# Exercise requirements:
Write out the entries again exactly as they are given.
[[ Material for this exercise, beginning ]]
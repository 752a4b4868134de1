//! # Physics Simulation Builder
//!
//! This module provides builder functions for adding objects and constraints
//! to the physics simulation.

use crate::joint::DriveJoint;
use crate::types::{BodyId, BodyState, JointId, Material, Plane, Quat, RigidBody, StaticBox, Vec3};
use crate::world::{JointLimits, JointTarget};
use crate::PhysicsSim;

/// Parameters for [`PhysicsSim::add_drive_joint`].
#[derive(Copy, Clone, Debug)]
pub struct DriveJointDef {
    pub anchor: Vec3,
    pub axis: Quat,
    pub rest_length: f32,
    pub limits: JointLimits,
    pub stiffness: f32,
    pub damping: f32,
}

impl Default for DriveJointDef {
    fn default() -> Self {
        Self {
            anchor: Vec3::ZERO,
            axis: Quat::IDENTITY,
            rest_length: 1.0,
            limits: JointLimits {
                linear: 0.5,
                angular_x: 45.0,
                angular_y: 45.0,
            },
            stiffness: 400.0,
            damping: 40.0,
        }
    }
}

/// Builder methods for adding rigid bodies to the simulation
impl PhysicsSim {
    /// Add a sphere with default material properties
    pub fn add_sphere(&mut self, pos: Vec3, vel: Vec3, radius: f32) -> BodyId {
        self.add_sphere_with_material(pos, vel, radius, Material::default())
    }

    /// Add a sphere whose mass follows from its radius and the material density
    pub fn add_sphere_with_material(&mut self, pos: Vec3, vel: Vec3, radius: f32, material: Material) -> BodyId {
        let mass = calculate_sphere_mass(radius, material.density);
        self.add_sphere_with_mass_and_material(pos, vel, radius, mass, material)
    }

    /// Add a sphere with explicit mass and material
    pub fn add_sphere_with_mass_and_material(
        &mut self,
        pos: Vec3,
        vel: Vec3,
        radius: f32,
        mass: f32,
        material: Material,
    ) -> BodyId {
        let state = BodyState {
            linear_velocity: vel,
            ..BodyState::at(pos)
        };
        self.bodies.push(RigidBody::new(state, radius, mass.max(f32::EPSILON), material));
        self.bodies.len() - 1
    }

    /// Add an infinite plane; `normal` is normalized
    pub fn add_plane(&mut self, normal: Vec3, d: f32) -> usize {
        self.planes.push(Plane {
            normal: normal.normalize_or_zero(),
            d,
            material: Material::default(),
        });
        self.planes.len() - 1
    }

    /// Add a static axis-aligned box
    pub fn add_static_box(&mut self, center: Vec3, half_extents: Vec3) -> usize {
        self.boxes.push(StaticBox {
            center,
            half_extents: half_extents.abs(),
            material: Material::default(),
        });
        self.boxes.len() - 1
    }

    /// Link two bodies with a spring-driven joint
    pub fn add_drive_joint(&mut self, body_a: BodyId, body_b: BodyId, def: DriveJointDef) -> JointId {
        self.joints.push(DriveJoint {
            body_a,
            body_b,
            anchor: def.anchor,
            axis: def.axis,
            rest_length: def.rest_length,
            limits: def.limits,
            stiffness: def.stiffness,
            damping: def.damping,
            target: JointTarget::default(),
        });
        self.joints.len() - 1
    }

    /// Six inward-facing planes enclosing the box `center ± half_extents`
    pub fn add_enclosure(&mut self, center: Vec3, half_extents: Vec3) -> [usize; 6] {
        let mut planes = [0; 6];
        for (i, axis) in [Vec3::X, Vec3::Y, Vec3::Z].into_iter().enumerate() {
            let extent = half_extents.dot(axis);
            let c = center.dot(axis);
            // floor-side wall faces +axis, far wall faces -axis
            planes[2 * i] = self.add_plane(axis, c - extent);
            planes[2 * i + 1] = self.add_plane(-axis, -(c + extent));
        }
        planes
    }
}

/// Mass of a solid sphere
#[must_use]
pub fn calculate_sphere_mass(radius: f32, density: f32) -> f32 {
    4.0 / 3.0 * std::f32::consts::PI * radius.powi(3) * density
}

#[cfg(test)]
mod tests {
    use super::*;

    #[test]
    fn enclosure_walls_face_inwards() {
        let mut sim = PhysicsSim::new();
        let walls = sim.add_enclosure(Vec3::ZERO, Vec3::splat(5.0));
        for index in walls {
            let plane = sim.planes[index];
            // the center is on the open side of every wall
            assert!(Vec3::ZERO.dot(plane.normal) - plane.d > 0.0);
        }
    }

    #[test]
    fn sphere_mass_from_density() {
        let mass = calculate_sphere_mass(1.0, 1.0);
        assert!((mass - 4.18879).abs() < 1e-4);
    }
}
[[ Material for this exercise, end ]]
# Response below:
repository 752a4b4868134de1
//! # Physics Simulation Builder
//!
//! This module provides builder functions for adding objects and constraints
//! to the physics simulation.

use crate::joint::DriveJoint;
use crate::types::{BodyId, BodyState, JointId, Material, Plane, Quat, RigidBody, StaticBox, Vec3};
use crate::world::{JointLimits, JointTarget};
use crate::PhysicsSim;

/// Parameters for [`PhysicsSim::add_drive_joint`].
#[derive(Copy, Clone, Debug)]
pub struct DriveJointDef {
    pub anchor: Vec3,
    pub axis: Quat,
    pub rest_length: f32,
    pub limits: JointLimits,
    pub stiffness: f32,
    pub damping: f32,
}

impl Default for DriveJointDef {
    fn default() -> Self {
        Self {
            anchor: Vec3::ZERO,
            axis: Quat::IDENTITY,
            rest_length: 1.0,
            limits: JointLimits {
                linear: 0.5,
                angular_x: 45.0,
                angular_y: 45.0,
            },
            stiffness: 400.0,
            damping: 40.0,
        }
    }
}

/// Builder methods for adding rigid bodies to the simulation
impl PhysicsSim {
    /// Add a sphere with default material properties
    pub fn add_sphere(&mut self, pos: Vec3, vel: Vec3, radius: f32) -> BodyId {
        self.add_sphere_with_material(pos, vel, radius, Material::default())
    }

    /// Add a sphere whose mass follows from its radius and the material density
    pub fn add_sphere_with_material(&mut self, pos: Vec3, vel: Vec3, radius: f32, material: Material) -> BodyId {
        let mass = calculate_sphere_mass(radius, material.density);
        self.add_sphere_with_mass_and_material(pos, vel, radius, mass, material)
    }

    /// Add a sphere with explicit mass and material
    pub fn add_sphere_with_mass_and_material(
        &mut self,
        pos: Vec3,
        vel: Vec3,
        radius: f32,
        mass: f32,
        material: Material,
    ) -> BodyId {
        let state = BodyState {
            linear_velocity: vel,
            ..BodyState::at(pos)
        };
        self.bodies.push(RigidBody::new(state, radius, mass.max(f32::EPSILON), material));
        self.bodies.len() - 1
    }

    /// Add an infinite plane; `normal` is normalized
    pub fn add_plane(&mut self, normal: Vec3, d: f32) -> usize {
        self.planes.push(Plane {
            normal: normal.normalize_or_zero(),
            d,
            material: Material::default(),
        });
        self.planes.len() - 1
    }

    /// Add a static axis-aligned box
    pub fn add_static_box(&mut self, center: Vec3, half_extents: Vec3) -> usize {
        self.boxes.push(StaticBox {
            center,
            half_extents: half_extents.abs(),
            material: Material::default(),
        });
        self.boxes.len() - 1
    }

    /// Link two bodies with a spring-driven joint
    pub fn add_drive_joint(&mut self, body_a: BodyId, body_b: BodyId, def: DriveJointDef) -> JointId {
        self.joints.push(DriveJoint {
            body_a,
            body_b,
            anchor: def.anchor,
            axis: def.axis,
            rest_length: def.rest_length,
            limits: def.limits,
            stiffness: def.stiffness,
            damping: def.damping,
            target: JointTarget::default(),
        });
        self.joints.len() - 1
    }

    /// Six inward-facing planes enclosing the box `center ± half_extents`
    pub fn add_enclosure(&mut self, center: Vec3, half_extents: Vec3) -> [usize; 6] {
        let mut planes = [0; 6];
        for (i, axis) in [Vec3::X, Vec3::Y, Vec3::Z].into_iter().enumerate() {
            let extent = half_extents.dot(axis);
            let c = center.dot(axis);
            // floor-side wall faces +axis, far wall faces -axis
            planes[2 * i] = self.add_plane(axis, c - extent);
            planes[2 * i + 1] = self.add_plane(-axis, -(c + extent));
        }
        planes
    }
}

/// Mass of a solid sphere
#[must_use]
pub fn calculate_sphere_mass(radius: f32, density: f32) -> f32 {
    4.0 / 3.0 * std::f32::consts::PI * radius.powi(3) * density
}

#[cfg(test)]
mod tests {
    use super::*;

    #[test]
    fn enclosure_walls_face_inwards() {
        let mut sim = PhysicsSim::new();
        let walls = sim.add_enclosure(Vec3::ZERO, Vec3::splat(5.0));
        for index in walls {
            let plane = sim.planes[index];
            // the center is on the open side of every wall
            assert!(Vec3::ZERO.dot(plane.normal) - plane.d > 0.0);
        }
    }

    #[test]
    fn sphere_mass_from_density() {
        let mass = calculate_sphere_mass(1.0, 1.0);
        assert!((mass - 4.18879).abs() < 1e-4);
    }
}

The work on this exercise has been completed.